* **What you have to do**:
State how many lines of the entries hold the string "configured", and output nothing but that count.

* **Data shown**:
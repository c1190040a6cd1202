use std::{collections::HashMap, sync::Arc};

use muse_config::{Config, ProviderConfig, ProviderType};
use muse_core::Operation;
use secrecy::SecretString;

use crate::{
    error::ProviderError,
    provider::{
        GenerationProvider, anthropic_text::AnthropicTextProvider, openai_image::OpenAiImageProvider,
        openai_text::OpenAiTextProvider,
    },
};

/// Resolved adapters, keyed by configured name
///
/// Built once at startup so a typo in a provider name fails the boot, not
/// an end-user request.
pub struct ProviderRegistry {
    providers: HashMap<String, Arc<dyn GenerationProvider>>,
}

impl ProviderRegistry {
    /// Build every configured adapter
    pub fn from_config(config: &Config) -> Result<Self, ProviderError> {
        let mut providers: HashMap<String, Arc<dyn GenerationProvider>> = HashMap::new();

        for (name, provider_config) in &config.providers {
            tracing::debug!(provider = %name, "initializing generation provider");
            providers.insert(name.clone(), build_adapter(name, provider_config)?);
        }

        tracing::debug!("provider registry initialized with {} adapter(s)", providers.len());
        Ok(Self { providers })
    }

    /// Registry wrapping pre-built adapters, used by tests
    pub fn from_adapters(adapters: Vec<Arc<dyn GenerationProvider>>) -> Self {
        let providers = adapters
            .into_iter()
            .map(|adapter| (adapter.name().to_owned(), adapter))
            .collect();
        Self { providers }
    }

    /// Look up an adapter by name
    pub fn get(&self, name: &str) -> Option<Arc<dyn GenerationProvider>> {
        self.providers.get(name).cloned()
    }

    /// Names of adapters that can serve the operation
    pub fn supporting(&self, operation: Operation) -> Vec<String> {
        let mut names: Vec<String> = self
            .providers
            .iter()
            .filter(|(_, provider)| provider.supports(operation))
            .map(|(name, _)| name.clone())
            .collect();
        names.sort();
        names
    }

    /// Ordered, deduplicated candidate adapters for a request
    ///
    /// Caller preferences come first, then the operation's configured
    /// defaults. Unknown names and adapters that do not support the
    /// operation are skipped silently; a stale preference should not
    /// fail the request.
    pub fn candidates(
        &self,
        operation: Operation,
        preferred: &[String],
        defaults: &[String],
    ) -> Vec<Arc<dyn GenerationProvider>> {
        let mut seen = Vec::new();
        let mut candidates = Vec::new();

        for name in preferred.iter().chain(defaults) {
            if seen.contains(name) {
                continue;
            }
            seen.push(name.clone());

            match self.get(name) {
                Some(provider) if provider.supports(operation) => candidates.push(provider),
                Some(_) => {
                    tracing::debug!(provider = %name, operation = %operation, "provider does not support operation, skipping");
                }
                None => {
                    tracing::debug!(provider = %name, "unknown provider in candidate list, skipping");
                }
            }
        }

        candidates
    }
}

fn build_adapter(name: &str, config: &ProviderConfig) -> Result<Arc<dyn GenerationProvider>, ProviderError> {
    let api_key = resolve_api_key(name, config)?;
    let base_url = config.base_url.as_ref().map(|url| url.as_str().trim_end_matches('/').to_owned());
    let model = config.model.clone();

    Ok(match config.provider_type {
        ProviderType::OpenaiText => Arc::new(OpenAiTextProvider::new(name.to_owned(), api_key, base_url, model)),
        ProviderType::AnthropicText => Arc::new(AnthropicTextProvider::new(name.to_owned(), api_key, base_url, model)),
        ProviderType::OpenaiImage => Arc::new(OpenAiImageProvider::new(name.to_owned(), api_key, base_url, model)),
    })
}

fn resolve_api_key(name: &str, config: &ProviderConfig) -> Result<SecretString, ProviderError> {
    config
        .api_key
        .clone()
        .ok_or_else(|| ProviderError::Config(format!("API key required for provider '{name}'")))
}

#[cfg(test)]
mod tests {
    use async_trait::async_trait;
    use muse_core::Operation;
    use serde_json::Value;

    use super::*;
    use crate::provider::ProviderRequest;

    struct FakeProvider {
        name: String,
        text: bool,
    }

    #[async_trait]
    impl GenerationProvider for FakeProvider {
        async fn invoke(&self, _request: ProviderRequest<'_>) -> Result<Value, ProviderError> {
            Ok(Value::Null)
        }

        fn name(&self) -> &str {
            &self.name
        }

        fn supports(&self, operation: Operation) -> bool {
            crate::provider::is_text_operation(operation) == self.text
        }
    }

    fn registry() -> ProviderRegistry {
        ProviderRegistry::from_adapters(vec![
            Arc::new(FakeProvider {
                name: "openai".to_owned(),
                text: true,
            }),
            Arc::new(FakeProvider {
                name: "anthropic".to_owned(),
                text: true,
            }),
            Arc::new(FakeProvider {
                name: "dalle".to_owned(),
                text: false,
            }),
        ])
    }

    #[test]
    fn preferences_come_before_defaults() {
        let registry = registry();
        let candidates = registry.candidates(
            Operation::Bio,
            &["anthropic".to_owned()],
            &["openai".to_owned(), "anthropic".to_owned()],
        );
        let names: Vec<&str> = candidates.iter().map(|c| c.name()).collect();
        assert_eq!(names, ["anthropic", "openai"]);
    }

    #[test]
    fn unsupported_and_unknown_names_are_skipped() {
        let registry = registry();
        let candidates = registry.candidates(
            Operation::Bio,
            &["dalle".to_owned(), "ghost".to_owned()],
            &["openai".to_owned()],
        );
        let names: Vec<&str> = candidates.iter().map(|c| c.name()).collect();
        assert_eq!(names, ["openai"]);
    }

    #[test]
    fn supporting_lists_by_operation() {
        let registry = registry();
        assert_eq!(registry.supporting(Operation::Image), ["dalle"]);
        assert_eq!(registry.supporting(Operation::Bio), ["anthropic", "openai"]);
    }
}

* **Solution for this task**:
3